Where to plant tulips

  • Tulips prefer a site with full or afternoon sun. In Zones 7 and 8, choose a shady site or one with morning sun only, as tulips don’t like a lot of heat.
  • Soil must be well-draining, neutral to slightly acidic, fertile, and dry or sandy. All tulips dislike areas with excessive moisture. 
  • Tall varieties should be sheltered from strong winds.
  • You’ll want to space bulbs 4 to 6 inches apart, so choose a large enough planting site.
  • Prepare the garden bed by using a garden fork or tiller to loosen the soil to a depth of 12 to 15 inches, then mix in a 2- to 4-inch layer of compost.

How to plant tulips

  • Plant bulbs fairly deep—6 to 8 inches deep, or about three times the height of the bulb. Dig a hole deeper than that in order to loosen the soil and allow for drainage. In clay soils, plant 3 to 6 inches deep instead.
  • Set the bulb in the hole with the pointy end up. Cover with soil and press soil firmly.
  • Water bulbs right after planting. Although they can’t bear wet feet, bulbs need water to trigger growth.
  • If you’re planning to raise perennial tulips, feed them a balanced fertilizer when you plant them in the fall. Bulbs are their own complete storage system and contain all of the nutrients they need for one year. Use organic material, compost, or a balanced time-release bulb food.
  • To deter mice and moles—if they have been a problem—put holly or any other thorny leaves in the planting holes. Some gardeners use kitty litter or crushed gravel. If ravenous voles and rodents are a real problem, you may need to take stronger measures, such as planting bulbs in buried wire cages.

Care


How to grow tulips

  • Apply compost annually to provide nutrients needed for future blooms.
  • In the spring, when leaves emerge, feed your tulip the same bulb food or bone meal which you used at planting time. Water well.
  • Deadhead tulips as soon as they go by, but do not remove the leaves!
  • Allow the leaves to remain on the plants for about 6 weeks after flowering. The tulips need their foliage to gather energy for next year’s blooms! After the foliage turns yellow and dies back, it can be pruned off.
  • Large varieties may need replanting every few years; small types usually multiply and spread on their own.

How to water tulips

  • If it rains weekly, do not water. However, if there is a dry spell and it does not rain, you should water the bulbs weekly until the ground freezes. 
  • Rainy summers, irrigation systems, and wet soil are death to tulips. Never deliberately water a bulb bed unless in a drought. Wet soil leads to fungus and disease and can rot bulbs. Add shredded pine bark, sand, or any other rough material to the soil to foster swift drainage.



Pests/Diseases


  • Gray mold
  • Slugs
  • Snails
  • Aphids
  • Nematodes
  • Bulb rot
  • Squirrels, rabbits, mice, and voles are especially fond of tulip bulbs.

Varieties 


Tulip flowers may be single, double, ruffled, fringed, or lily-shaped, depending on the variety.

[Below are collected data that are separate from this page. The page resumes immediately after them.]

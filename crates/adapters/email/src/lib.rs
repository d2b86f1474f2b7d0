//! Email 适配器
//!
//! 提供模板邮件发送，发送失败区分 transient/permanent，
//! 这个分类是调用方重投递决策的依据

mod client;
mod template;

pub use client::EmailClient;
pub use template::EmailTemplate;

use async_trait::async_trait;
use mailflow_errors::SendError;

/// 邮件发送接口
///
/// 实现必须将失败分类：网络/传输层问题返回 Transient，
/// 地址非法、模板渲染失败等返回 Permanent
#[async_trait]
pub trait EmailSender: Send + Sync {
    /// 渲染模板并发送邮件
    async fn send_template(
        &self,
        to: &str,
        subject: &str,
        template_name: &str,
        context: &serde_json::Value,
    ) -> Result<(), SendError>;
}
//! 通用类型定义

use derive_more::{Display, From};
use serde::{Deserialize, Serialize};
use uuid::Uuid;

/// 用户 ID
///
/// 账号的全局唯一标识，创建后不再复用
#[derive(Debug, Clone, Copy, PartialEq, Eq, Hash, Serialize, Deserialize, Display, From)]
#[display("{_0}")]
pub struct UserId(pub Uuid);

impl UserId {
    pub fn new() -> Self {
        Self(Uuid::now_v7())
    }

    pub fn from_uuid(uuid: Uuid) -> Self {
        Self(uuid)
    }

    pub fn from_string(s: &str) -> Result<Self, uuid::Error> {
        Ok(Self(Uuid::parse_str(s)?))
    }

    pub fn as_uuid(&self) -> Uuid {
        self.0
    }
}

impl Default for UserId {
    fn default() -> Self {
        Self::new()
    }
}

Wild—or “Species”—tulips are small in size, ranging in height from 3 to 8 inches. They are tougher than hybrids. They also bloom in the South and look best when planted as a carpet of color. One of our favorites is ‘Lilac Wonder’.

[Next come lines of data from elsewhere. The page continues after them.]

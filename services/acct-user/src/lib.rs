//! acct-user Service - 账号生命周期与事件发布
//!
//! 注册、验证码生命周期、登录认证，以及向下游通知服务
//! 发布账号事件。HTTP/gRPC 接入层由上层组装，不在本 crate 内。

pub mod application;
pub mod domain;
pub mod infrastructure;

Triumph hybrids are the classic single, cup-shape tulip that make up the largest grouping of tulip types. Top varieties:

  • ‘Cracker tulip’ is a midspring bloomer with purple, pink, and lilac petals.
  • ‘Ile de France’ is a midseason bloomer, with its intensely red blooms on stems to 20 inches tall.
  • ‘Calgary’ is a midspring bloomer with snowy-white petals and blue-green foliage.
  • Though tulips tend be planted as annuals, the Darwin Hybrid tulips are known to act as perennials, blooming for several years.